Они забрели сюда с Глебом. Это для нее он был Мистер Комфорт, а все знали его под именем Глеб. Ей милостиво выделили 10 минут на осмотр достопримечательностей магазина. Они спешили в ресторан. Спорить было бесполезно, да ей и самой хотелось есть. Поэтому Аня понеслась по залу, ахая и охая. И вдруг остолбенела. На стуле как-то случайно висела оранжевая тряпичная сумочка. С большим оранжевым цветком. Она ничего не сказала, даже не посмотрела на Глеба. А он молча уже шел к кассе. Ему не надо было объяснять, что значит этот внезапный приступ столбняка. Дешевле просто купить — это было выяснено опытным путем. Пока она активно двигалась и лепетала, можно было быть спокойным. Особенно если в магазине был диван и приносили напитки. Но внезапный приступ столбняка и немоты значил только одно: Аня не уйдет отсюда без этой вещи. Ни за что. И лучше не обсуждать и не спорить. Однажды ему удалось увести ее без покупки при аналогичных обстоятельствах, но наутро он поехал к самому открытию магазина, потому что… Ну, просто ему захотелось сделать Ане приятное. Сюрприз, так сказать.
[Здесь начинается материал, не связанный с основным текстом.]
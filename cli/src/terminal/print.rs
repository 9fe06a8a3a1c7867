//! Everything the user reads on stdout.
//!
//! Each function writes to the sink it is given so the exact bytes can be
//! checked; `main` hands in a locked stdout.

use std::io::{self, Write};

use hoppr_common::config::Config;
use hoppr_common::error::RunError;
use hoppr_core::report::Report;

pub fn usage<W: Write>(out: &mut W) -> io::Result<()> {
    writeln!(out, "To Use: hoppr <hostname>")?;
    writeln!(out, "Ex: hoppr google.com")
}

pub fn preamble<W: Write>(out: &mut W, cfg: &Config) -> io::Result<()> {
    writeln!(
        out,
        "Running traceroute to {} (max hops = {})...",
        cfg.host, cfg.max_hops
    )?;
    writeln!(out)
}

pub fn report<W: Write>(out: &mut W, report: &Report) -> io::Result<()> {
    match report {
        Report::Route { .. } => {
            for line in report.lines() {
                writeln!(out, "{line}")?;
            }
            writeln!(out)
        }
        Report::HostUnknown => {
            writeln!(out)?;
            writeln!(out, "{report}")
        }
    }
}

pub fn failure<W: Write>(out: &mut W, err: &anyhow::Error) -> io::Result<()> {
    if let Some(RunError::NotFound { .. }) = err.downcast_ref::<RunError>() {
        writeln!(out, "Error: Traceroute not installed")
    } else {
        writeln!(out, "Error: {err}")
    }
}

// ╔════════════════════════════════════════════╗
// ║ ████████╗███████╗███████╗████████╗███████╗ ║
// ║ ╚══██╔══╝██╔════╝██╔════╝╚══██╔══╝██╔════╝ ║
// ║    ██║   █████╗  ███████╗   ██║   ███████╗ ║
// ║    ██║   ██╔══╝  ╚════██║   ██║   ╚════██║ ║
// ║    ██║   ███████╗███████║   ██║   ███████║ ║
// ║    ╚═╝   ╚══════╝╚══════╝   ╚═╝   ╚══════╝ ║
// ╚════════════════════════════════════════════╝
use std::fmt;

use hoppr_common::host::Host;
use hoppr_common::process::Capture;
use tracing::debug;

use crate::hops;

pub const OUTPUT_HEADER: &str = "Output:";
pub const HOST_UNKNOWN_SUMMARY: &str = "Summary - Traceroute cannot run: hostname unknown";

/// What gets shown to the user for one trace.
#[derive(Clone, Debug, PartialEq, Eq)]
pub enum Report {
    /// The utility ran cleanly; its output is shown followed by a hop count.
    Route { host: Host, output: String, hops: usize },
    /// Anything at all was written to stderr. Every cause (resolution
    /// failure, missing privileges, bad arguments) collapses into this.
    HostUnknown,
}

impl Report {
    pub fn from_capture(host: &Host, capture: &Capture) -> Self {
        if capture.has_errors() {
            debug!("Collapsing stderr into fallback summary: {}", capture.stderr);
            return Report::HostUnknown;
        }

        Report::Route {
            host: host.clone(),
            output: capture.stdout.clone(),
            hops: hops::count_hops(&capture.stdout),
        }
    }

    /// Index of the furthest hop the utility reported, if any.
    pub fn last_hop(&self) -> Option<u32> {
        match self {
            Report::Route { output, .. } => hops::hop_lines(output).filter_map(hops::hop_index).max(),
            Report::HostUnknown => None,
        }
    }

    pub fn lines(&self) -> Vec<String> {
        match self {
            Report::Route { host, output, hops } => {
                let mut lines = vec![OUTPUT_HEADER.to_string()];
                lines.extend(output.lines().map(str::to_string));
                lines.push(String::new());
                lines.push(format!("Summary - {hops} hops to destination ({host})"));
                lines
            }
            Report::HostUnknown => vec![HOST_UNKNOWN_SUMMARY.to_string()],
        }
    }
}

impl fmt::Display for Report {
    fn fmt(&self, f: &mut fmt::Formatter<'_>) -> fmt::Result {
        write!(f, "{}", self.lines().join("\n"))
    }
}
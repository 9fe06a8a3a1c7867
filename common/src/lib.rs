pub mod config;
pub mod error;
pub mod host;
pub mod process;
pub mod tracer;
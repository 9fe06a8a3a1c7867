use async_trait::async_trait;

use crate::config::Config;
use crate::error::RunError;
use crate::process::Capture;

/// Runs the diagnostic utility for one configured host.
#[async_trait]
pub trait Tracer: Send + Sync {
    async fn trace(&self, cfg: &Config) -> Result<Capture, RunError>;
}
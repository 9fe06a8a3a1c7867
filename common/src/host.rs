//! # Trace Target
//!
//! The host handed to the diagnostic utility. Anything the utility accepts is
//! passed through byte for byte: hostnames, IPv4 and IPv6 literals alike, and
//! surrounding whitespace is kept. The only thing rejected up front is an
//! argument with nothing but whitespace in it, which the utility would refuse
//! anyway.

use std::fmt;
use std::str::FromStr;

#[derive(Clone, Debug, PartialEq, Eq)]
pub struct Host(String);

impl Host {
    pub fn as_str(&self) -> &str {
        &self.0
    }
}

impl FromStr for Host {
    type Err = String;

    fn from_str(s: &str) -> Result<Self, Self::Err> {
        if s.trim().is_empty() {
            return Err("host cannot be empty".to_string());
        }
        Ok(Host(s.to_string()))
    }
}

impl fmt::Display for Host {
    fn fmt(&self, f: &mut fmt::Formatter<'_>) -> fmt::Result {
        f.write_str(&self.0)
    }
}

// ╔════════════════════════════════════════════╗
// ║ ████████╗███████╗███████╗████████╗███████╗ ║
// ║ ╚══██╔══╝██╔════╝██╔════╝╚══██╔══╝██╔════╝ ║
// ║    ██║   █████╗  ███████╗   ██║   ███████╗ ║
// ║    ██║   ██╔══╝  ╚════██║   ██║   ╚════██║ ║
// ║    ██║   ███████╗███████║   ██║   ███████║ ║
// ║    ╚═╝   ╚══════╝╚══════╝   ╚═╝   ╚══════╝ ║
// ╚════════════════════════════════════════════╝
Ему было непонятно, но очевидно, что с некоторыми предметами у нее возникает какая-то кармическая связь, прочность которой лучше не испытывать. В общем, они вышли из «Окна» с песней. Пела, конечно, Аня. Ей почему-то вспомнился мотив песенки «Коричневая пуговка лежала на дороге». Аня смеялась и пела: «Коралловая тряпочка, и на ней цветочек — это любимая сумочка моя…»

— Как ребенок, — Глеб не мог согласиться, что и ему тоже весело, и песенка смешная, и сумочка очень даже подходит Ане, поэтому решил изобразить, что журит ее.

— Ты только посмотри: сколько позитива и витамина С в цветочке, не говоря про всю сумочку! — Аня уже боготворила эту оранжевую тряпочку.

— Надеюсь, съесть ты мне ее не предложишь, — Глеб озирался по сторонам и пытался понять, туда ли они идут, — когда я попрошу передать апельсин.